Blood clots form more easily in an artificial replacement valve. (Synthetic valve prostheses and scar tissue provide surfaces on which platelets can aggregate easily and infiltrate the formation of clots.)

A nurse teaches a client who is prescribed digoxin therapy. Which statement would the nurse include in this patient's teaching?

Do not take this medication within one hour of taking an antacid. (Gastrointestinal absorption of digoxin is erratic. )

A nurse assesses a client with MV stenosis. What clinical sign/symptom would alert the nurse to the possibility that stenosis has progressed?

Dypsnea on exertion. (Dyspnea on exertion develops as the mitral valvular orifice arrows and pressure in the lungs increases.)

Based on national quality measures, which actions would the nurse complete prior to discharging a patient with heart failure?

Ensure the client is on a beta blocker. Document a discussion about advanced directives. Confirm that a postdischarge nurse visit has been scheduled, Care transition record transmitted to next level of care within 7 days of discharge. (document discussion and/or execution of advanced directive within medical record.)

A nurse assesses a client with pericarditis. Which finding would the nurse expect to find?

Friction rub at the left lower sternal border. (They may present with pericardial friction rub at the left lower sternal border. The sound is the result of friction from inflamed pericardial layers when they rub together.

A nurse evaluates lab results for a client with heart failure. Which results would the nurse expect?

Hematocrit 32.8% Serum sodium 130 mEq/L Proteinuria Microalbuminuria (hematocrit should be 42.6, so it's low, indicating a dilutional ratio of RBCs to fluid. SSodium is low bc of hemodilution. Proteinuria and Micro are present, indicating a decrease in renal filtration. Early warning signs of decreased compliance of heart.)

What statement by a client being discharged home after mitral valve replacement surgery indicates a need for further teaching?

I will have my teeth cleaned by my dentist in 2 weeks. (Clients with defective/repaired valves are at high risk for endocarditis. They should avoid dental procedures for 6 months bc of risk for endocarditis.

A nurse assesses a client with left-sided heart failure. Which clinical manifestations would the nurse assess?

Pulmonary crackles, Confusion, Cough that worsens at night. (Left-sided failure occurs with a decrease in contractility of the heart or an increase in after load. Most of the signs are noted in the respiratory system.)

Which instructions would the nurse give to the AP caring for a patient with congestive heart failure?

Reposition the client every 2 hours. Accurately record intake and output. Use the same scale to weigh the client each morning.

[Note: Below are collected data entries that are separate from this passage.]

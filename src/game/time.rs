//! Snapshot of the game clock handed to every update and draw.

use std::time::Duration;

/// Timing values for a single update or draw.
///
/// # Example
///
/// ```
/// use kestrel::{Context, Game, Result};
///
/// struct MyGame {
///     position: f32,
/// }
///
/// impl Game for MyGame {
///     fn update(&mut self, ctx: Context) -> Result<()> {
///         // Move 10 units per second, no matter how often update is called
///         self.position += 10.0 * ctx.game_time().elapsed_seconds();
///
///         Ok(())
///     }
///
///     fn draw(&mut self, ctx: Context) -> Result<()> {
///         Ok(())
///     }
/// }
/// ```
#[derive(Debug, Clone, Copy, PartialEq, Eq, Hash, Default)]
pub struct GameTime {
    /// Game time since the start of the loop.
    total_game_time: Duration,
    /// Game time since the previous update or draw.
    elapsed_game_time: Duration,
    /// Whether the fixed time step loop can't keep up.
    is_running_slowly: bool,
}

impl GameTime {
    /// Construct from the separate values.
    #[inline]
    #[must_use]
    pub const fn new(
        total_game_time: Duration,
        elapsed_game_time: Duration,
        is_running_slowly: bool,
    ) -> Self {
        Self {
            total_game_time,
            elapsed_game_time,
            is_running_slowly,
        }
    }

    /// Game time since the start of the loop.
    ///
    /// Only advances with updates, time the game was paused or clamped by the maximum elapsed time is not included.
    #[inline]
    #[must_use]
    pub const fn total_game_time(&self) -> Duration {
        self.total_game_time
    }

    /// Game time since the previous update or draw.
    ///
    /// In fixed time step mode this is the target elapsed time for updates, and the target elapsed time multiplied by the amount of updates for a draw.
    #[inline]
    #[must_use]
    pub const fn elapsed_game_time(&self) -> Duration {
        self.elapsed_game_time
    }

    /// [`Self::elapsed_game_time`] in seconds.
    #[inline]
    #[must_use]
    pub fn elapsed_seconds(&self) -> f32 {
        self.elapsed_game_time.as_secs_f32()
    }

    /// Whether the game needed more than one update per frame for a while.
    ///
    /// Games can lower their quality when this is set.
    #[inline]
    #[must_use]
    pub const fn is_running_slowly(&self) -> bool {
        self.is_running_slowly
    }
}
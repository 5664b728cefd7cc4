//! How the game interfaces with the platform it runs on.
//!
//! A platform provides the window, tells whether the game is in the foreground, knows the display orientation and creates the [`DeviceBackend`] for a graphics device.
//! The [`crate::graphics::GraphicsDeviceManager`] and the [`crate::game::GameHost`] only ever talk to it through [`Backend`].

pub mod headless;

use std::time::Duration;

use raw_window_handle::RawWindowHandle;

use crate::{
    error::Result,
    graphics::{
        backend::DeviceBackend, DisplayOrientation, GraphicsAdapter, GraphicsProfile,
        PresentationParameters,
    },
};

/// Platform strategy used by the device manager and the game loop.
///
/// Only [`Backend::default_adapter`] and [`Backend::create_device`] are required, every other method has a default that fits a desktop platform without orientation support.
pub trait Backend {
    /// Adapter new devices are created on, before the preparing device settings handlers had their say.
    fn default_adapter(&self) -> GraphicsAdapter;

    /// Create the native part of a graphics device.
    ///
    /// Called by [`crate::graphics::GraphicsDevice::new`] after the profile is validated and the multisample count is clamped.
    ///
    /// # Arguments
    ///
    /// * `adapter` - Negotiated adapter.
    /// * `graphics_profile` - Negotiated profile, always supported by `adapter`.
    /// * `presentation_parameters` - Validated back buffer configuration.
    ///
    /// # Errors
    ///
    /// - When the native device or swapchain could not be created.
    fn create_device(
        &mut self,
        adapter: &GraphicsAdapter,
        graphics_profile: GraphicsProfile,
        presentation_parameters: &PresentationParameters,
    ) -> Result<Box<dyn DeviceBackend>>;

    /// Native window the back buffer is presented to.
    ///
    /// `None` on headless platforms.
    #[inline(always)]
    fn window_handle(&self) -> Option<RawWindowHandle> {
        None
    }

    /// Whether the platform rotates the display, mobile platforms do.
    #[inline(always)]
    fn supports_orientation(&self) -> bool {
        false
    }

    /// Orientation the display currently has.
    #[inline(always)]
    fn current_orientation(&self) -> DisplayOrientation {
        DisplayOrientation::DEFAULT
    }

    /// Restrict the orientations the OS is allowed to rotate to.
    ///
    /// Only called when [`Backend::supports_orientation`] is `true`, `orientations` is never [`DisplayOrientation::DEFAULT`].
    #[inline(always)]
    #[allow(unused_variables)]
    fn set_supported_orientations(&mut self, orientations: DisplayOrientation) {}

    /// Switch the OS level full screen mode, hiding or showing the status bar and window decorations.
    ///
    /// Called even when no graphics device exists yet.
    #[inline(always)]
    #[allow(unused_variables)]
    fn set_os_full_screen(&mut self, full_screen: bool) {}

    /// Whether the game is in the foreground.
    ///
    /// Inactive games sleep for [`crate::game::Timing::inactive_sleep_time`] every tick.
    #[inline(always)]
    fn is_active(&self) -> bool {
        true
    }

    /// Block the game loop.
    ///
    /// Does nothing on the web, where blocking the main thread isn't possible.
    #[inline]
    #[allow(unused_variables)]
    fn sleep(&mut self, duration: Duration) {
        #[cfg(not(target_arch = "wasm32"))]
        std::thread::sleep(duration);
    }

    /// Called before every single update.
    ///
    /// # Returns
    ///
    /// - `false` to skip the update.
    #[inline(always)]
    fn before_update(&mut self) -> bool {
        true
    }

    /// Called before every draw.
    ///
    /// # Returns
    ///
    /// - `false` to skip the draw, for example when the window is minimized.
    #[inline(always)]
    fn before_draw(&mut self) -> bool {
        true
    }

    /// Called once when the game exited, after the content is unloaded.
    #[inline(always)]
    fn exit(&mut self) {}
}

A client with acute pericarditis reports substernal precordial pain that radiates to the left side of the neck. Which nonpharmacologic comfort measure would the nurse implement?

Sit the client up with a pillow to lean forward on. Pain from pericarditis worsens when the client lays supine.

A nurse cares for a client with infective endocarditis. Which infection control precautions should be used?

Standard Precautions (no threat of transmitting organism.)

What would the nurse include in the discharge teaching of a client with a history of heart failure?

Weigh yourself daily while wearing the same amount of clothing. (Daily weight detects worsening heart failure early, and thus avoids complications.)

A client with right-sided heart failure asks the nurse, "Why do I need to weigh myself everyday?" How should the nurse respond?

Weight is the best indication that you are gaining or losing fluid. (Daily weights are needed to document fluid retention or fluid loss. One liter of fluid equals 2.2 lbs. Weight changes are the most reliable indicator of fluid loss or gain.)